Having been through that experience with you once before, my recent feeling that something, again, was not quite right with you was not, as I had hoped, phantom pain. It was real. Just as before. Confirmation is provided through the indignity of an internal ultrasound. Amidst the old scar tissue was another fibroid, this time only 3 centimeters around, but it was plain to see why my inner voice had been correct. Feeling at once, grateful, relieved, and weary, I’m happy to have listened to my voice and that I have my answer. Thankful that you are not riddled with the c-word. Relieved that I’m not crazy, that something is there. Weary that I know this road.

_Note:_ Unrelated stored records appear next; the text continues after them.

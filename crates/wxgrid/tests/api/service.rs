use crate::helpers::{hourly_rows, spawn_app, MockMaps, MockStore};
use axum::http::StatusCode;
use time::{
    macros::{datetime, format_description},
    Duration, OffsetDateTime,
};
use wxgrid::{
    location::{self, Place, PlaceQuery},
    Coordinate, Family, SeriesSource,
};

const WINDOW: &str = "start=2020-07-01T00:00&end=2020-07-01T03:00&attributes=tmp";

#[tokio::test]
async fn identical_requests_are_served_from_cache() {
    let mut store = MockStore::new();
    store
        .expect_series()
        .times(1)
        .returning(|request| Ok(hourly_rows(request, |_, _| Some(19.25))));

    let test_app = spawn_app(store, MockMaps::new()).await;
    let uri = format!("/hourly?lat=33.95&lon=-83.38&{}&options=utc", WINDOW);
    let (status, first) = test_app.get(&uri).await;
    assert_eq!(status, StatusCode::OK);
    test_app.db.flush().await.unwrap();

    let (status, second) = test_app.get(&uri).await;
    assert_eq!(status, StatusCode::OK);
    assert_eq!(first, second);
}

#[tokio::test]
async fn places_are_geocoded_once() {
    let mut store = MockStore::new();
    store
        .expect_series()
        .times(2)
        .returning(|request| Ok(hourly_rows(request, |_, _| Some(19.25))));
    let mut maps = MockMaps::new();
    maps.expect_geocode()
        .withf(|query| *query == PlaceQuery::Name("athens ga".to_string()))
        .times(1)
        .returning(|_| {
            Ok(Some(Place {
                coordinate: Coordinate::new(33.95, -83.38).unwrap(),
                viewport: None,
            }))
        });

    let test_app = spawn_app(store, maps).await;
    let (status, _) = test_app
        .get(&format!("/hourly?location=Athens,%20GA&{}&options=utc", WINDOW))
        .await;
    assert_eq!(status, StatusCode::OK);
    test_app.db.flush().await.unwrap();

    let (status, _) = test_app
        .get(&format!("/hourly?location=athens%20ga&{}&options=utc,nocache", WINDOW))
        .await;
    assert_eq!(status, StatusCode::OK);
}

#[tokio::test]
async fn unknown_places_are_client_errors() {
    let mut maps = MockMaps::new();
    maps.expect_geocode().times(1).returning(|_| Ok(None));

    let test_app = spawn_app(MockStore::new(), maps).await;
    let (status, _) = test_app
        .get(&format!("/hourly?location=nowhere%20at%20all&{}", WINDOW))
        .await;
    assert_eq!(status, StatusCode::BAD_REQUEST);
}

#[tokio::test]
async fn geocoder_outages_are_bad_gateway() {
    let mut maps = MockMaps::new();
    maps.expect_geocode()
        .times(1)
        .returning(|_| Err(location::Error::Service("OVER_QUERY_LIMIT".to_string())));

    let test_app = spawn_app(MockStore::new(), maps).await;
    let (status, _) = test_app
        .get(&format!("/hourly?location=athens&{}", WINDOW))
        .await;
    assert_eq!(status, StatusCode::BAD_GATEWAY);
}

#[tokio::test]
async fn failed_offset_lookups_fall_back_to_utc_uncached() {
    let mut store = MockStore::new();
    store
        .expect_series()
        .withf(|request| request.start == datetime!(2020-07-01 0:00 UTC))
        .times(2)
        .returning(|request| Ok(hourly_rows(request, |_, _| Some(19.25))));
    let mut maps = MockMaps::new();
    maps.expect_utc_offset()
        .times(2)
        .returning(|_| Err(location::Error::Service("UNKNOWN_ERROR".to_string())));

    let test_app = spawn_app(store, maps).await;
    let (status, body) = test_app
        .get_json(&format!("/hourly?lat=33.95&lon=-83.38&{}", WINDOW))
        .await;
    assert_eq!(status, StatusCode::OK);
    assert_eq!(body["rows"][0]["date"], "2020-07-01T00:00:00Z");
    test_app.db.flush().await.unwrap();

    let (status, _) = test_app
        .get(&format!("/hourly?lat=33.95&lon=-83.38&{}&options=nocache", WINDOW))
        .await;
    assert_eq!(status, StatusCode::OK);
}

#[tokio::test]
async fn predicted_mode_switches_to_climatology_after_newest_live_hour() {
    let mut store = MockStore::new();
    store
        .expect_live_extent()
        .withf(|family, cells| *family == Family::Model && cells.len() == 1)
        .times(1)
        .returning(|_, _| Ok(Some(datetime!(2020-07-01 1:00 UTC))));
    store.expect_series().times(2).returning(|request| {
        let mut rows = hourly_rows(request, |_, _| Some(19.25));
        if request.source == SeriesSource::Climatology {
            rows.iter_mut().for_each(|row| row.predicted = true);
        }
        Ok(rows)
    });

    let test_app = spawn_app(store, MockMaps::new()).await;
    let (status, body) = test_app
        .get_json(&format!(
            "/hourly?lat=33.95&lon=-83.38&{}&options=utc,predicted",
            WINDOW
        ))
        .await;

    assert_eq!(status, StatusCode::OK);
    let predicted: Vec<bool> = body["rows"]
        .as_array()
        .unwrap()
        .iter()
        .map(|row| row["predicted"].as_bool().unwrap())
        .collect();
    assert_eq!(predicted, vec![false, false, true, true]);
}

#[tokio::test]
async fn windows_reaching_past_now_continue_from_climatology() {
    let hour = format_description!("[year]-[month]-[day]T[hour]:00");
    let now = OffsetDateTime::now_utc();
    let uri = format!(
        "/hourly?lat=33.95&lon=-83.38&start={}&end={}&attributes=tmp&options=utc",
        (now - Duration::hours(1)).format(&hour).unwrap(),
        (now + Duration::hours(2)).format(&hour).unwrap()
    );

    let mut store = MockStore::new();
    store.expect_series().times(2).returning(|request| {
        if request.source != SeriesSource::Climatology {
            return Ok(hourly_rows(request, |_, _| Some(24.0)));
        }
        // calendar hours start at the first whole hour of the segment
        let mut aligned = request.clone();
        aligned.start = aligned
            .start
            .replace_minute(0)
            .and_then(|t| t.replace_second(0))
            .and_then(|t| t.replace_nanosecond(0))
            .unwrap()
            + Duration::hours(1);
        let mut rows = hourly_rows(&aligned, |_, _| Some(22.0));
        rows.iter_mut().for_each(|row| row.predicted = true);
        Ok(rows)
    });

    let test_app = spawn_app(store, MockMaps::new()).await;
    let (status, body) = test_app.get_json(&uri).await;

    assert_eq!(status, StatusCode::OK);
    let predicted: Vec<bool> = body["rows"]
        .as_array()
        .unwrap()
        .iter()
        .map(|row| row["predicted"].as_bool().unwrap())
        .collect();
    assert_eq!(predicted.len(), 4);
    assert!(!predicted[0]);
    assert!(predicted[3]);
    assert!(predicted.windows(2).all(|pair| pair[0] <= pair[1]));
}

#[tokio::test]
async fn rectangles_read_every_model_cell_they_cover() {
    let mut store = MockStore::new();
    store
        .expect_series()
        .withf(|request| request.cells.len() == 6 && request.label.is_none())
        .times(1)
        .returning(|_| Ok(vec![]));

    let test_app = spawn_app(store, MockMaps::new()).await;
    let (status, body) = test_app
        .get_json(&format!(
            "/hourly?lat=33.9,34.1&lon=-83.5,-83.3&{}&options=rect,utc",
            WINDOW
        ))
        .await;
    assert_eq!(status, StatusCode::OK);
    assert_eq!(body["status"], "no data");
}

#[tokio::test]
async fn health_checks_both_stores() {
    let mut store = MockStore::new();
    store.expect_health().times(1).returning(|| Ok(()));

    let test_app = spawn_app(store, MockMaps::new()).await;
    let (status, body) = test_app.get("/health").await;
    assert_eq!(status, StatusCode::OK);
    assert_eq!(body, b"ok");
}
//! SQL text for the shard store.
//!
//! Every query is a stack of CTEs over `read_parquet`:
//! `source_rows` (shard rows for the cells and window), `projected` (canonical
//! attribute names, local clock, cell centers) and a final select that applies
//! the caller's filter and fixes the row order the merge steps rely on.

use regex::Regex;
use scooby::postgres::{select, with, Parameters, Select};
use std::path::PathBuf;
use time::{macros::format_description, Duration, OffsetDateTime, UtcOffset};

use super::grid_data::{SeriesRequest, SeriesSource};
use crate::{Family, GridCell, CELL_ID_STRIDE};

/// Statement text with DuckDB `?` placeholders and their values in order.
#[derive(Clone, Debug, PartialEq)]
pub struct Assembled {
    pub sql: String,
    pub params: Vec<String>,
}

#[derive(thiserror::Error, Debug)]
pub enum Error {
    #[error("failed to format timestamp: {0}")]
    TimeFormat(#[from] time::error::Format),
    #[error("failed to rewrite placeholders: {0}")]
    Placeholders(#[from] regex::Error),
}

pub fn series_query(request: &SeriesRequest, files: &[PathBuf]) -> Result<Assembled, Error> {
    let mut placeholders = Parameters::new();
    let mut values = vec![];

    let (source, grid_family) = match request.source {
        SeriesSource::Climatology => {
            let start = placeholders.next();
            let end = placeholders.next();
            values.push(timestamp_param(ceil_hour(request.start))?);
            values.push(timestamp_param(request.end)?);
            let source = select(("hours.date", "c.* EXCLUDE (month, day, hour)"))
                .from(format!(
                    "(SELECT generate_series AS date FROM generate_series(CAST({} AS TIMESTAMP), CAST({} AS TIMESTAMP), INTERVAL 1 HOUR)) AS hours \
                     JOIN {} AS c ON c.month = month(hours.date) AND c.day = day(hours.date) AND c.hour = hour(hours.date)",
                    start,
                    end,
                    read_parquet(files)
                ))
                .where_(cell_filter("c.", &request.cells));
            (source, Family::Model)
        }
        SeriesSource::Live(family) => {
            let mut base = select("*").from(read_parquet(files));
            if !request.aggregate_to_tiles {
                base = base.where_(cell_filter("", &request.cells));
            }
            base = base
                .where_(format!("date >= CAST({} AS TIMESTAMP)", placeholders.next()))
                .where_(format!("date <= CAST({} AS TIMESTAMP)", placeholders.next()));
            values.push(timestamp_param(request.start)?);
            values.push(timestamp_param(request.end)?);

            if request.aggregate_to_tiles && family == Family::Radar {
                // shards are per tile, so every fine cell in them belongs to a requested tile
                let ratio = Family::Radar.step() / Family::Model.step();
                let tile_lat = format!("floor((cell_lat + 0.5) * {} + 1e-9)::BIGINT", ratio);
                let tile_lon = format!("floor((cell_lon + 0.5) * {} + 1e-9)::BIGINT", ratio);
                let tiles = with("shard_rows").as_(base).select(format!(
                    "date, {} AS cell_lat, {} AS cell_lon, AVG(qpe) AS qpe",
                    tile_lat, tile_lon
                ));
                (tiles.from("shard_rows").group_by("ALL"), Family::Model)
            } else {
                (base, family)
            }
        }
    };

    let family = match request.source {
        SeriesSource::Climatology => Family::Model,
        SeriesSource::Live(family) => family,
    };
    let mut projection = vec![
        "epoch(date)::BIGINT AS ts".to_string(),
        "CAST(cell_lat AS BIGINT) AS cell_lat".to_string(),
        "CAST(cell_lon AS BIGINT) AS cell_lon".to_string(),
        format!(
            "date + to_seconds({}) AS \"date\"",
            request.offset.whole_seconds()
        ),
    ];
    match request.label {
        Some(label) => {
            projection.push(format!("{} AS \"lat\"", label.lat));
            projection.push(format!("{} AS \"lon\"", label.lon));
        }
        None => {
            let step = grid_family.step();
            projection.push(format!("(cell_lat + 0.5) * {} AS \"lat\"", step));
            projection.push(format!("-((cell_lon + 0.5) * {}) AS \"lon\"", step));
        }
    }
    for attribute in &request.attributes {
        let expression = attribute.source_expression(family).unwrap_or("NULL");
        projection.push(format!(
            "CAST({} AS DOUBLE) AS \"{}\"",
            expression,
            attribute.name()
        ));
    }
    let projected = with("source_rows")
        .as_(source)
        .select(projection.join(", "))
        .from("source_rows");

    let mut output = vec![
        "ts".to_string(),
        "cell_lat".to_string(),
        "cell_lon".to_string(),
    ];
    output.extend(
        request
            .attributes
            .iter()
            .map(|attribute| format!("\"{}\"", attribute.name())),
    );
    let mut final_query = with("projected")
        .as_(projected)
        .select(output.join(", "))
        .from("projected");
    if let Some(filter) = &request.filter {
        final_query = final_query.where_(filter.to_sql());
    }
    let final_query = final_query.order_by(("ts", "cell_lat", "cell_lon"));

    finalize(final_query, values)
}

/// Newest live timestamp among `cells`.
pub fn live_extent_query(cells: &[GridCell], files: &[PathBuf]) -> Result<Assembled, Error> {
    let query = select("epoch(MAX(date))::BIGINT AS ts")
        .from(read_parquet(files))
        .where_(cell_filter("", cells));
    finalize(query, vec![])
}

fn finalize(query: Select, params: Vec<String>) -> Result<Assembled, Error> {
    let re = Regex::new(r"\$(\d+)")?;
    let text = query.to_string();
    Ok(Assembled {
        sql: re.replace_all(&text, "?").into_owned(),
        params,
    })
}

fn read_parquet(files: &[PathBuf]) -> String {
    let quoted: Vec<String> = files
        .iter()
        .map(|file| file.display().to_string().replace('\'', "''"))
        .collect();
    format!(
        "read_parquet(['{}'], union_by_name = true)",
        quoted.join("', '")
    )
}

/// Membership test against precomputed cell ids instead of per-row distance math.
fn cell_filter(prefix: &str, cells: &[GridCell]) -> String {
    let mut ids: Vec<i64> = cells.iter().map(|cell| cell.id()).collect();
    ids.sort_unstable();
    ids.dedup();
    let ids: Vec<String> = ids.iter().map(|id| id.to_string()).collect();
    format!(
        "(CAST({p}cell_lat AS BIGINT) * {} + {p}cell_lon) IN ({})",
        CELL_ID_STRIDE,
        ids.join(", "),
        p = prefix
    )
}

fn timestamp_param(at: OffsetDateTime) -> Result<String, time::error::Format> {
    at.to_offset(UtcOffset::UTC)
        .format(format_description!("[year]-[month]-[day] [hour]:[minute]:[second]"))
}

fn ceil_hour(at: OffsetDateTime) -> OffsetDateTime {
    let floored = at
        .replace_minute(0)
        .and_then(|t| t.replace_second(0))
        .and_then(|t| t.replace_nanosecond(0))
        .unwrap_or(at);
    if floored == at {
        at
    } else {
        floored + Duration::hours(1)
    }
}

Whether or not I opt to have doctors remove this uninvited guest and stitch us both up again, it’s almost certain that I’ll have to bear your presence in worsening intervals until my body naturally decides it’s time for menopause.

It was after the ultrasound that the doctor said the words elective hysterectomy. The part of me that still feels twenty bristled with the idea of electing to sterilize myself right now, in what feels like the golden age of my life. The benefits, as described by my doctor, of getting rid of your swollen presence as you elbow your way slowly into my intestines and bladder, are many. Evicting you, my abdomen squatter, means less pain. Fibroids would be a distant memory, as would monthly periods. If I elected to do a three-fer and also obliterated your scary-ass egg-producing cousins, then I’d be removing a significant source of worry. I could play God and never have to worry about dying of the granddaddy of all cancers. Fewer headaches. A lot more peace of mind. Menopause would wash over me, of course, and I’d have to walk down the path of hormone replacement, but billions of women have walked this path in front of me and have lived (even thrived!) to tell the tale.

As I left the doctor full of relief, yet with a decision to make, I was oddly calm. There’s a light at the end of this tunnel, after all. Listening to the radio as I drove home, “Beloved” by Mumford & Sons came on. I’ve heard this song a few times, and the soulful lyrics always move me, whether I’d like them to or not. More than once while listening, I’ve stifled a sob, but it’s not unusual to find me happy, or sad, crying to music. Armed with all the information from my gynecologist, I felt relieved. I could wave a wand and be rid of you. All I had to do was say the word.

But, listening to the first part of the song, I burst into tears.

It hadn’t occurred to me that you would be something I’d mourn. The grief is not for you. You are a bloated, inflamed mass of cells, wreaking womanly havoc on my insides. My not having children was a perfectly sound and rational choice made by my twenty-and thirty-something selves. My future self could make the call when the desire hit. But my heart and gut never compelled me to motherhood. And, my rational decision won’t change even now, with a metaphorical gun pointed at my head.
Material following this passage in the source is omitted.